News | November 16, 2020

California Wants Its Imperial Valley to Be ‘Lithium Valley’

November 16, 2020

Dust storms laced with toxins sweep across California’s Imperial County, where mud volcanoes spit and hiss near the shores of the slowly shrinking lake known as the Salton Sea. The county is one of California’s poorest, most of its jobs tied to a thin strip of irrigated land surrounded by desert. San Diego and the Golden State’s prosperous coast lie only 100 miles away across a jumble of mountains, but it might as well be another world.

Yet this overlooked moonscape may hold the key to America’s clean-car future. Hot brine trapped beneath the desert floor contains potentially one of the world’s biggest deposits of lithium.
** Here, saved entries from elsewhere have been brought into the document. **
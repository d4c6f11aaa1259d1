//! Askama Templates
//!
//! Template structs for rendering HTML pages. Every page carries a
//! [`PageContext`] with the request-scoped session data the layout
//! needs (flash message, validation errors, old input, login state).

use std::collections::HashMap;

use askama::Template;
use askama_web::WebTemplate;
use axum::http::HeaderMap;

use crate::auth::AuthenticatedUser;
use crate::forms::ValidationErrors;
use crate::state::SiteState;
use crate::{BUILD_VERSION, SITE_NAME};

/// Request-scoped data shared by every page render.
///
/// Gathering consumes the session's one-shot entries, so flash
/// messages, error bags, and old input survive exactly one render.
#[derive(Debug, Default)]
pub struct PageContext {
    /// Success flash message set by the previous request, if any.
    pub flash_success: Option<String>,

    /// Validation errors from the previous form submission.
    pub errors: ValidationErrors,

    /// Display name of the logged-in account, if any.
    pub user_name: Option<String>,

    old: HashMap<String, String>,
}

impl PageContext {
    /// Collects the context for the current request.
    pub fn gather(state: &SiteState, headers: &HeaderMap) -> Self {
        let Some(id) = state.sessions.resolve(headers) else {
            return Self::default();
        };

        let user_name = state
            .sessions
            .user_email(&id)
            .and_then(|email| state.users.find(&email))
            .map(|user| user.name);

        Self {
            flash_success: state.sessions.take_flash(&id, "success"),
            errors: state.sessions.take_errors(&id).unwrap_or_default(),
            user_name,
            old: state.sessions.take_old_input(&id).unwrap_or_default(),
        }
    }

    /// Previously submitted value for a form field, or empty.
    pub fn old(&self, field: &str) -> &str {
        self.old.get(field).map(String::as_str).unwrap_or_default()
    }

    /// True when a success flash message is waiting to render.
    pub fn has_flash(&self) -> bool {
        self.flash_success.is_some()
    }

    /// The success flash message, or empty.
    pub fn flash_message(&self) -> &str {
        self.flash_success.as_deref().unwrap_or_default()
    }

    /// True when the named field failed validation.
    pub fn has_error(&self, field: &str) -> bool {
        self.errors.has(field)
    }

    /// First validation message for the named field, or empty.
    pub fn error(&self, field: &str) -> &str {
        self.errors.first(field).unwrap_or_default()
    }

    /// True when the request belongs to a logged-in account.
    pub fn is_logged_in(&self) -> bool {
        self.user_name.is_some()
    }

    /// Display name of the logged-in account, or empty.
    pub fn display_name(&self) -> &str {
        self.user_name.as_deref().unwrap_or_default()
    }
}

/// Home page template.
#[derive(Template, WebTemplate)]
#[template(path = "home.html")]
pub struct HomeTemplate {
    pub title: String,
    pub ctx: PageContext,
    /// Build version for cache busting static assets.
    pub v: &'static str,
}

impl HomeTemplate {
    pub fn new(ctx: PageContext) -> Self {
        Self {
            title: format!("Home - {SITE_NAME}"),
            ctx,
            v: BUILD_VERSION,
        }
    }
}

/// About page template.
#[derive(Template, WebTemplate)]
#[template(path = "about.html")]
pub struct AboutTemplate {
    pub title: String,
    pub ctx: PageContext,
    /// Build version for cache busting static assets.
    pub v: &'static str,
}

impl AboutTemplate {
    pub fn new(ctx: PageContext) -> Self {
        Self {
            title: format!("About - {SITE_NAME}"),
            ctx,
            v: BUILD_VERSION,
        }
    }
}

/// Contact page template with the submission form.
#[derive(Template, WebTemplate)]
#[template(path = "contact.html")]
pub struct ContactTemplate {
    pub title: String,
    pub ctx: PageContext,
    /// Build version for cache busting static assets.
    pub v: &'static str,
}

impl ContactTemplate {
    pub fn new(ctx: PageContext) -> Self {
        Self {
            title: format!("Contact - {SITE_NAME}"),
            ctx,
            v: BUILD_VERSION,
        }
    }
}

/// Login page template.
#[derive(Template, WebTemplate)]
#[template(path = "login.html")]
pub struct LoginTemplate {
    pub title: String,
    pub ctx: PageContext,
    /// Build version for cache busting static assets.
    pub v: &'static str,
}

impl LoginTemplate {
    pub fn new(ctx: PageContext) -> Self {
        Self {
            title: format!("Login - {SITE_NAME}"),
            ctx,
            v: BUILD_VERSION,
        }
    }
}

/// Registration page template.
#[derive(Template, WebTemplate)]
#[template(path = "register.html")]
pub struct RegisterTemplate {
    pub title: String,
    pub ctx: PageContext,
    /// Build version for cache busting static assets.
    pub v: &'static str,
}

impl RegisterTemplate {
    pub fn new(ctx: PageContext) -> Self {
        Self {
            title: format!("Register - {SITE_NAME}"),
            ctx,
            v: BUILD_VERSION,
        }
    }
}

/// Account details shown on the dashboard.
pub struct DashboardUser {
    pub name: String,
    pub email: String,
    pub member_since: String,
}

/// Dashboard page template, rendered only for logged-in users.
#[derive(Template, WebTemplate)]
#[template(path = "dashboard.html")]
pub struct DashboardTemplate {
    pub title: String,
    pub ctx: PageContext,
    pub user: DashboardUser,
    /// Build version for cache busting static assets.
    pub v: &'static str,
}

impl DashboardTemplate {
    pub fn new(ctx: PageContext, user: &AuthenticatedUser) -> Self {
        Self {
            title: format!("Dashboard - {SITE_NAME}"),
            ctx,
            user: DashboardUser {
                name: user.name.clone(),
                email: user.email.clone(),
                member_since: user.member_since(),
            },
            v: BUILD_VERSION,
        }
    }
}

/// Not-found page template.
#[derive(Template, WebTemplate)]
#[template(path = "not_found.html")]
pub struct NotFoundTemplate {
    pub title: String,
    pub ctx: PageContext,
    /// Build version for cache busting static assets.
    pub v: &'static str,
}

impl NotFoundTemplate {
    pub fn new(ctx: PageContext) -> Self {
        Self {
            title: format!("Page Not Found - {SITE_NAME}"),
            ctx,
            v: BUILD_VERSION,
        }
    }
}

#[cfg(test)]
mod tests {
    use super::*;
    use axum::http::{HeaderValue, header};

    fn headers_with_cookie(id: &str) -> HeaderMap {
        let mut headers = HeaderMap::new();
        headers.insert(
            header::COOKIE,
            HeaderValue::from_str(&format!("meridian_session={id}")).unwrap(),
        );
        headers
    }

    #[test]
    fn gather_without_session_is_empty() {
        let state = SiteState::new();
        let ctx = PageContext::gather(&state, &HeaderMap::new());

        assert!(ctx.flash_success.is_none());
        assert!(ctx.errors.is_empty());
        assert!(ctx.user_name.is_none());
        assert_eq!(ctx.old("name"), "");
    }

    #[test]
    fn gather_consumes_one_shot_session_data() {
        let state = SiteState::new();
        let ticket = state.sessions.ensure(&HeaderMap::new());
        state.sessions.flash(&ticket.id, "success", "saved");

        let mut errors = ValidationErrors::default();
        errors.add("email", "The email field is required.");
        state.sessions.put_errors(&ticket.id, &errors);

        let headers = headers_with_cookie(&ticket.id);
        let ctx = PageContext::gather(&state, &headers);
        assert_eq!(ctx.flash_success.as_deref(), Some("saved"));
        assert!(ctx.errors.has("email"));

        let again = PageContext::gather(&state, &headers);
        assert!(again.flash_success.is_none());
        assert!(again.errors.is_empty());
    }

    #[test]
    fn gather_reports_the_logged_in_name() {
        let state = SiteState::new();
        let ticket = state.sessions.ensure(&HeaderMap::new());
        state.sessions.set_user(&ticket.id, crate::auth::DEMO_EMAIL);

        let ctx = PageContext::gather(&state, &headers_with_cookie(&ticket.id));
        assert_eq!(ctx.user_name.as_deref(), Some("Demo User"));
    }

    #[test]
    fn home_renders_navigation_for_guests() {
        let html = HomeTemplate::new(PageContext::default()).render().unwrap();
        assert!(html.contains("<title>Home - Meridian</title>"));
        assert!(html.contains("href=\"/login\""));
        assert!(html.contains("href=\"/register\""));
        assert!(!html.contains("href=\"/dashboard\""));
    }

    #[test]
    fn home_renders_navigation_for_logged_in_users() {
        let ctx = PageContext {
            user_name: Some("Demo User".to_string()),
            ..PageContext::default()
        };
        let html = HomeTemplate::new(ctx).render().unwrap();
        assert!(html.contains("href=\"/dashboard\""));
        assert!(html.contains("Demo User"));
        assert!(!html.contains("href=\"/login\""));
    }

    #[test]
    fn contact_renders_errors_and_old_input() {
        let mut errors = ValidationErrors::default();
        errors.add("email", "The email field must be a valid email address.");
        let mut old = HashMap::new();
        old.insert("name".to_string(), "Jo".to_string());
        old.insert("email".to_string(), "not-an-email".to_string());

        let ctx = PageContext {
            errors,
            old,
            ..PageContext::default()
        };
        let html = ContactTemplate::new(ctx).render().unwrap();
        assert!(html.contains("The email field must be a valid email address."));
        assert!(html.contains("value=\"Jo\""));
        assert!(html.contains("value=\"not-an-email\""));
    }

    #[test]
    fn contact_escapes_old_input() {
        let mut old = HashMap::new();
        old.insert("name".to_string(), "<script>alert(1)</script>".to_string());

        let ctx = PageContext {
            old,
            ..PageContext::default()
        };
        let html = ContactTemplate::new(ctx).render().unwrap();
        assert!(!html.contains("<script>alert(1)</script>"));
        // askama escapes with numeric character references.
        assert!(html.contains("&#60;script&#62;alert(1)&#60;/script&#62;"));
    }

    #[test]
    fn flash_banner_appears_when_set() {
        let ctx = PageContext {
            flash_success: Some("Thank you for your message! We will get back to you soon.".to_string()),
            ..PageContext::default()
        };
        let html = ContactTemplate::new(ctx).render().unwrap();
        assert!(html.contains("Thank you for your message! We will get back to you soon."));
    }

    #[test]
    fn dashboard_shows_account_details() {
        use chrono::TimeZone;

        let user = AuthenticatedUser {
            name: "Demo User".to_string(),
            email: "demo@meridian.dev".to_string(),
            created_at: chrono::Utc.with_ymd_and_hms(2024, 1, 5, 9, 30, 0).single().unwrap(),
        };
        let ctx = PageContext {
            user_name: Some(user.name.clone()),
            ..PageContext::default()
        };
        let html = DashboardTemplate::new(ctx, &user).render().unwrap();
        assert!(html.contains("Welcome back, Demo User!"));
        assert!(html.contains("demo@meridian.dev"));
        assert!(html.contains("January 5, 2024"));
    }
}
Demand for the metal is soaring as automakers worldwide shift to electric cars powered by lithium-ion batteries. Most of that lithium now comes from Australia, China, and South America. The U.S. badly wants its own supply.
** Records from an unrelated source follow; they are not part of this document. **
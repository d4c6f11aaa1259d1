//! Meridian site server binary.

use std::net::{IpAddr, SocketAddr};

use anyhow::Result;
use clap::Parser;
use meridian_site::state::SiteState;

/// Meridian marketing site server.
#[derive(Parser)]
#[command(name = "meridian-site")]
#[command(author, version, about, long_about = None)]
struct Cli {
    /// Address to bind to.
    #[arg(long, default_value = "127.0.0.1")]
    address: IpAddr,

    /// Port to listen on.
    #[arg(short, long, default_value_t = 3000)]
    port: u16,
}

#[tokio::main]
async fn main() -> Result<()> {
    // Initialize logging
    tracing_subscriber::fmt()
        .with_env_filter(
            tracing_subscriber::EnvFilter::from_default_env()
                .add_directive(tracing::Level::INFO.into()),
        )
        .init();

    let cli = Cli::parse();
    let addr = SocketAddr::from((cli.address, cli.port));

    meridian_site::serve(addr, SiteState::new()).await?;
    Ok(())
}
mod signaling_relay;

pub use signaling_relay::*;
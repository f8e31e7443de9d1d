mod config;
mod registry;
mod relay;
mod room;
mod signaling;

pub use config::*;
pub use registry::*;
pub use relay::*;
pub use room::*;
pub use signaling::*;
There’s no doubt the lithium is there. The brine containing it already flows to the surface day and night through a series of 11 geothermal power plants, clustered around the southeastern edge of the Salton Sea. The plants, operating for decades, convert the 500F water into steam to generate electricity. All that’s needed is a way to strip out the lithium before pumping the rest of the brine back underground. A March 2020 report from research organization SRI International estimated that the Salton Sea area could produce 600,000 tons of lithium a year, almost eight times last year’s global production.